A coordenadora da Rede de Mulheres Negras da Bahia, Lindinalva de Paula, ressaltou a importância do espaço de escuta promovido pela Secretaria.
“Estamos apresentando uma demanda histórica por políticas específicas. Quando não se dialoga com o maior grupo demográfico e com quem vivencia historicamente as maiores vulnerabilidades, a política pública não chega na ponta. Agradecemos essa escuta. É a primeira vez que a Secretaria recebe coletivamente as mulheres negras para ouvir nossas pautas. Compreender as diferenças e as especificidades das mulheres negras, indígenas e de terreiro é fundamental para a construção de políticas mais efetivas para todas”, afirmou.
A integrante da Casa da Mulher Negra da Bahia, Suely Santos, destacou a contribuição dos movimentos sociais na formulação de propostas para o poder público.“Cada mulher que está aqui contribui, a partir da sua trajetória de luta, para a construção dessas proposições. São pautas que consideramos fundamentais e que refletem as demandas históricas das mulheres negras baianas”, pontuou.
Representando o Movimento de Mulheres Negras Dandara do Sisal, a ativista Cleuza Juriti de Souza, que veio do município de Serrinha, destacou a importância da aproximação entre a SPM e os movimentos sociais. “Somos maioria e precisamos estar no centro das discussões. Foi muito importante perceber a disposição da Secretaria em nos ouvir. Essa reunião representa uma caminhada de aprendizado e de fortalecimento das políticas públicas para as mulheres negras da Bahia. Caminhar junto com os movimentos sociais fortalece a construção dessas políticas”, avaliou.
A ialorixá Mãe Jacira de Santana Miranda, da Rede Religiosa de Matriz Africana do Subúrbio (RREMAS), também ressaltou a relevância do encontro.
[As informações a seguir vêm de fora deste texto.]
use super::timeframe::Timeframe;
use chrono::{DateTime, Utc};
use rust_decimal::Decimal;
use rust_decimal::prelude::ToPrimitive;
use serde::{Deserialize, Serialize};

/// Which tier produced a candle. Higher rank wins when two observations
/// exist for the same `(symbol, timeframe, ts)` during a merge.
#[derive(Debug, Clone, Copy, PartialEq, Eq, PartialOrd, Ord, Hash, Serialize, Deserialize)]
#[serde(rename_all = "lowercase")]
pub enum Provenance {
    Cache,
    Db,
    Fallback,
    Primary,
}

impl Provenance {
    pub fn as_str(&self) -> &'static str {
        match self {
            Provenance::Primary => "primary",
            Provenance::Fallback => "fallback",
            Provenance::Db => "db",
            Provenance::Cache => "cache",
        }
    }
}

impl std::str::FromStr for Provenance {
    type Err = anyhow::Error;

    fn from_str(s: &str) -> anyhow::Result<Self> {
        match s {
            "primary" => Ok(Provenance::Primary),
            "fallback" => Ok(Provenance::Fallback),
            "db" => Ok(Provenance::Db),
            "cache" => Ok(Provenance::Cache),
            other => anyhow::bail!("unknown provenance: {}", other),
        }
    }
}

/// One OHLCV observation. Never mutated after construction; a newer
/// observation for the same key replaces the record wholesale.
#[derive(Debug, Clone, Serialize, Deserialize, PartialEq)]
pub struct Candle {
    pub symbol: String,
    pub timeframe: Timeframe,
    pub ts: DateTime<Utc>,
    pub open: Decimal,
    pub high: Decimal,
    pub low: Decimal,
    pub close: Decimal,
    pub volume: Decimal,
    pub provenance: Provenance,
}

impl Candle {
    /// `low <= {open, close} <= high`, all prices positive, volume
    /// non-negative. Timestamp checks live in the loader's
    /// canonicalization pass, which owns the calendar.
    pub fn ohlc_valid(&self) -> bool {
        self.low > Decimal::ZERO
            && self.low <= self.open
            && self.low <= self.close
            && self.open <= self.high
            && self.close <= self.high
            && self.volume >= Decimal::ZERO
    }

    pub fn close_f64(&self) -> f64 {
        self.close.to_f64().unwrap_or(0.0)
    }

    pub fn open_f64(&self) -> f64 {
        self.open.to_f64().unwrap_or(0.0)
    }

    pub fn high_f64(&self) -> f64 {
        self.high.to_f64().unwrap_or(0.0)
    }

    pub fn low_f64(&self) -> f64 {
        self.low.to_f64().unwrap_or(0.0)
    }

    pub fn volume_f64(&self) -> f64 {
        self.volume.to_f64().unwrap_or(0.0)
    }
}

#[cfg(test)]
mod tests {
    use super::*;
    use chrono::TimeZone;
    use rust_decimal_macros::dec;

    fn candle(open: Decimal, high: Decimal, low: Decimal, close: Decimal) -> Candle {
        Candle {
            symbol: "ACME".to_string(),
            timeframe: Timeframe::FiveMin,
            ts: Utc.with_ymd_and_hms(2025, 6, 2, 3, 45, 0).unwrap(),
            open,
            high,
            low,
            close,
            volume: dec!(1000),
            provenance: Provenance::Primary,
        }
    }

    #[test]
    fn accepts_well_formed_ohlc() {
        assert!(candle(dec!(100), dec!(102), dec!(99), dec!(101)).ohlc_valid());
    }

    #[test]
    fn rejects_inverted_range() {
        assert!(!candle(dec!(100), dec!(99), dec!(101), dec!(100)).ohlc_valid());
        assert!(!candle(dec!(100), dec!(101), dec!(99), dec!(102)).ohlc_valid());
        assert!(!candle(dec!(0), dec!(1), dec!(0), dec!(1)).ohlc_valid());
    }

    #[test]
    fn provenance_ranking_prefers_fresher_tiers() {
        assert!(Provenance::Primary > Provenance::Fallback);
        assert!(Provenance::Fallback > Provenance::Db);
        assert!(Provenance::Db > Provenance::Cache);
    }
}
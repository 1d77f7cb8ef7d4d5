mod common;

use candlecast::application::health_monitor::HealthMonitor;
use candlecast::domain::forecast::{
    BotContribution, BotValidation, FeatureSnapshot, PredictedPoint, PredictionOutcome,
    PredictionRecord,
};
use candlecast::domain::health::Health;
use candlecast::domain::market::{Timeframe, TradingCalendar};
use candlecast::domain::training::{TrainParams, TrainingJob, TrainingRecord, TrainingStatus};
use chrono::Duration;
use common::{Harness, test_now};
use std::collections::BTreeMap;
use std::sync::Arc;
use uuid::Uuid;

fn monitor(harness: &Harness) -> HealthMonitor {
    let calendar: Arc<dyn TradingCalendar> = harness.calendar.clone();
    HealthMonitor::new(
        Arc::clone(&harness.training_repo),
        Arc::clone(&harness.prediction_repo),
        Arc::clone(&harness.candle_repo),
        calendar,
        harness.config.health,
    )
}

fn completed_record(bot: &str, rmse: f64, finished_hours_ago: i64) -> TrainingRecord {
    let job = TrainingJob::new(
        "ACME",
        Timeframe::FiveMin,
        bot,
        TrainParams::default(),
        test_now(),
    );
    let mut record = TrainingRecord::started(&job, test_now() - Duration::hours(finished_hours_ago + 1));
    record.status = TrainingStatus::Completed;
    record.finished_at = Some(test_now() - Duration::hours(finished_hours_ago));
    record.test_rmse = Some(rmse);
    record.test_mae = Some(rmse * 0.8);
    record.data_points_used = 500;
    record
}

/// A persisted prediction whose raw output for `bot` misses every
/// realized close by exactly `error`.
fn prediction_with_error(
    bot: &str,
    candle_ts: Vec<chrono::DateTime<chrono::Utc>>,
    realized: f64,
    error: f64,
) -> PredictionRecord {
    let series: Vec<PredictedPoint> = candle_ts
        .iter()
        .map(|ts| PredictedPoint {
            ts: *ts,
            price: realized + error,
            confidence: 0.5,
        })
        .collect();
    let mut raw = BTreeMap::new();
    raw.insert(bot.to_string(), series.clone());
    let mut contributions = BTreeMap::new();
    contributions.insert(
        bot.to_string(),
        BotContribution {
            weight: 1.0,
            confidence: 0.5,
            accepted: true,
        },
    );
    let mut flags = BTreeMap::new();
    flags.insert(bot.to_string(), BotValidation::clean());

    PredictionRecord {
        id: Uuid::new_v4(),
        symbol: "ACME".to_string(),
        timeframe: Timeframe::FiveMin,
        horizon_minutes: 60,
        produced_at: candle_ts.first().copied().unwrap() - Duration::minutes(5),
        reference_price: realized,
        predicted_series: series,
        overall_confidence: 0.5,
        bot_contributions: contributions,
        raw_bot_outputs: raw,
        validation_flags: flags,
        feature_snapshot: FeatureSnapshot::default(),
        outcome: PredictionOutcome::Merged,
    }
}

#[tokio::test]
async fn sustained_drift_promotes_to_red() {
    let dir = tempfile::tempdir().unwrap();
    let harness = Harness::new(&dir).await;

    // Realized closes at 100; the bot predicted 102.4 throughout, so the
    // recent RMSE is 2.4 against a training RMSE of 1.0 -> drift 1.4.
    let candles = harness.seed_candles("ACME", 50, 100.0).await;
    let ts: Vec<_> = candles[candles.len() - 12..].iter().map(|c| c.ts).collect();

    harness
        .training_repo
        .insert(&completed_record("ridge", 1.0, 2))
        .await
        .unwrap();
    harness
        .prediction_repo
        .save(&prediction_with_error("ridge", ts, 100.0, 2.4))
        .await
        .unwrap();

    let report = monitor(&harness).models_report().await.unwrap();
    assert_eq!(report.len(), 1);
    let entry = &report[0];
    assert_eq!(entry.record.bot_name, "ridge");
    assert!((entry.recent_rmse.unwrap() - 2.4).abs() < 1e-9);
    assert!((entry.drift_score.unwrap() - 1.4).abs() < 1e-9);
    assert_eq!(entry.health, Health::Red);
}

#[tokio::test]
async fn fresh_accurate_model_is_green() {
    let dir = tempfile::tempdir().unwrap();
    let harness = Harness::new(&dir).await;

    let candles = harness.seed_candles("ACME", 50, 100.0).await;
    let ts: Vec<_> = candles[candles.len() - 12..].iter().map(|c| c.ts).collect();

    harness
        .training_repo
        .insert(&completed_record("ridge", 1.0, 2))
        .await
        .unwrap();
    // Recent error 1.05 vs training 1.0 -> drift 0.05, well under yellow.
    harness
        .prediction_repo
        .save(&prediction_with_error("ridge", ts, 100.0, 1.05))
        .await
        .unwrap();

    let report = monitor(&harness).models_report().await.unwrap();
    assert_eq!(report[0].health, Health::Green);
}

#[tokio::test]
async fn stale_model_without_predictions_degrades_by_age() {
    let dir = tempfile::tempdir().unwrap();
    let harness = Harness::new(&dir).await;

    harness
        .training_repo
        .insert(&completed_record("momentum", 1.0, 30))
        .await
        .unwrap();

    let report = monitor(&harness).models_report().await.unwrap();
    let entry = &report[0];
    // No realized data yet: drift unknown, age alone puts it at yellow.
    assert!(entry.recent_rmse.is_none());
    assert_eq!(entry.health, Health::Yellow);
}

#[tokio::test]
async fn failed_training_is_red_regardless_of_age() {
    let dir = tempfile::tempdir().unwrap();
    let harness = Harness::new(&dir).await;

    let mut record = completed_record("momentum", 1.0, 1);
    record.status = TrainingStatus::Failed;
    record.error_message = Some("forced_cancel".to_string());
    record.test_rmse = None;
    harness.training_repo.insert(&record).await.unwrap();

    let report = monitor(&harness).models_report().await.unwrap();
    assert_eq!(report[0].health, Health::Red);
}
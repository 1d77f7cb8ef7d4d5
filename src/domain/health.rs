use crate::domain::training::{TrainingRecord, TrainingStatus};
use serde::{Deserialize, Serialize};

#[derive(Debug, Clone, Copy, PartialEq, Eq, Serialize, Deserialize)]
#[serde(rename_all = "lowercase")]
pub enum Health {
    Green,
    Yellow,
    Red,
}

/// Thresholds for classifying a model; drift bounds are the
/// yellow and red cut-offs, ages are in hours.
#[derive(Debug, Clone, Copy, Serialize, Deserialize)]
pub struct HealthThresholds {
    pub drift_yellow: f64,
    pub drift_red: f64,
    pub age_yellow_hours: i64,
    pub age_red_hours: i64,
}

impl Default for HealthThresholds {
    fn default() -> Self {
        Self {
            drift_yellow: 0.2,
            drift_red: 0.5,
            age_yellow_hours: 24,
            age_red_hours: 48,
        }
    }
}

/// One row of the models report.
#[derive(Debug, Clone, Serialize, Deserialize)]
pub struct ModelReport {
    pub record: TrainingRecord,
    pub age_hours: i64,
    pub recent_rmse: Option<f64>,
    /// Freshly computed; may differ from the persisted `record.drift_score`.
    pub drift_score: Option<f64>,
    pub health: Health,
}

/// Derivation rules:
/// red if failed, too old, or drifted past the red bound;
/// yellow if aging or mildly drifted; green otherwise, but only with
/// valid metrics present.
pub fn classify(
    record: &TrainingRecord,
    age_hours: i64,
    drift_score: Option<f64>,
    thresholds: &HealthThresholds,
) -> Health {
    if record.status == TrainingStatus::Failed
        || age_hours >= thresholds.age_red_hours
        || drift_score.map(|d| d >= thresholds.drift_red).unwrap_or(false)
    {
        return Health::Red;
    }

    let aging = age_hours >= thresholds.age_yellow_hours;
    let drifting = drift_score
        .map(|d| d >= thresholds.drift_yellow)
        .unwrap_or(false);
    let metrics_valid = record
        .test_rmse
        .map(|r| r.is_finite() && r >= 0.0)
        .unwrap_or(false);

    if aging || drifting || !metrics_valid {
        Health::Yellow
    } else {
        Health::Green
    }
}

#[cfg(test)]
mod tests {
    use super::*;
    use crate::domain::market::Timeframe;
    use chrono::Utc;
    use std::collections::BTreeMap;
    use uuid::Uuid;

    fn record(status: TrainingStatus, rmse: Option<f64>) -> TrainingRecord {
        TrainingRecord {
            id: Uuid::new_v4(),
            symbol: "ACME".to_string(),
            timeframe: Timeframe::FiveMin,
            bot_name: "ridge".to_string(),
            started_at: Utc::now(),
            finished_at: Some(Utc::now()),
            status,
            data_points_used: 500,
            test_rmse: rmse,
            test_mae: rmse,
            baseline_rmses: BTreeMap::new(),
            model_size_bytes: 1024,
            training_period: None,
            drift_score: None,
            error_message: None,
        }
    }

    const T: HealthThresholds = HealthThresholds {
        drift_yellow: 0.2,
        drift_red: 0.5,
        age_yellow_hours: 24,
        age_red_hours: 48,
    };

    #[test]
    fn fresh_valid_model_is_green() {
        let r = record(TrainingStatus::Completed, Some(1.0));
        assert_eq!(classify(&r, 2, Some(0.1), &T), Health::Green);
    }

    #[test]
    fn aging_or_drifting_is_yellow() {
        let r = record(TrainingStatus::Completed, Some(1.0));
        assert_eq!(classify(&r, 30, Some(0.1), &T), Health::Yellow);
        assert_eq!(classify(&r, 2, Some(0.3), &T), Health::Yellow);
    }

    #[test]
    fn failed_old_or_heavily_drifted_is_red() {
        assert_eq!(
            classify(&record(TrainingStatus::Failed, None), 1, None, &T),
            Health::Red
        );
        let r = record(TrainingStatus::Completed, Some(1.0));
        assert_eq!(classify(&r, 48, Some(0.1), &T), Health::Red);
        // Realized RMSE 2.4 vs training RMSE 1.0 -> drift 1.4 -> red.
        assert_eq!(classify(&r, 2, Some(1.4), &T), Health::Red);
    }

    #[test]
    fn missing_metrics_never_green() {
        let r = record(TrainingStatus::Completed, None);
        assert_eq!(classify(&r, 1, Some(0.0), &T), Health::Yellow);
    }
}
“Essa reunião fortalece as mulheres negras e nos ajuda a esclarecer dúvidas e encaminhar demandas. Precisamos de mais ações como essa. Saber que a Secretaria está preocupada em ouvir e apoiar as mulheres negras já é um passo importante para o nosso fortalecimento”, disse.
O documento entregue pela Rede de Mulheres Negras da Bahia destaca a necessidade de ampliar ações voltadas à proteção das mulheres, à redução das desigualdades raciais e de gênero e ao fortalecimento da autonomia econômica. Entre as propostas apresentadas estão o fortalecimento das políticas de enfrentamento à violência contra as mulheres, a reativação das unidades móveis de atendimento, a inclusão de representantes do movimento negro nos espaços de formulação das políticas de cuidado e a criação de um observatório estadual de desigualdade de gênero.
Após a escuta das representantes da Rede de Mulheres Negras da Bahia e o recebimento do documento com propostas do movimento, a secretária das Mulheres do Estado, Camila Batista, destacou que a escuta e a participação social são princípios fundamentais para a construção das políticas públicas desenvolvidas pelo Governo do Estado.
“Nosso compromisso é fortalecer cada vez mais os espaços de diálogo e participação social, ouvindo as diversas vozes e realidades das mulheres baianas. É a partir dessa escuta qualificada que conseguimos construir políticas públicas mais efetivas, inclusivas e representativas, capazes de responder às demandas dos diferentes territórios e segmentos de mulheres do nosso estado”, afirmou.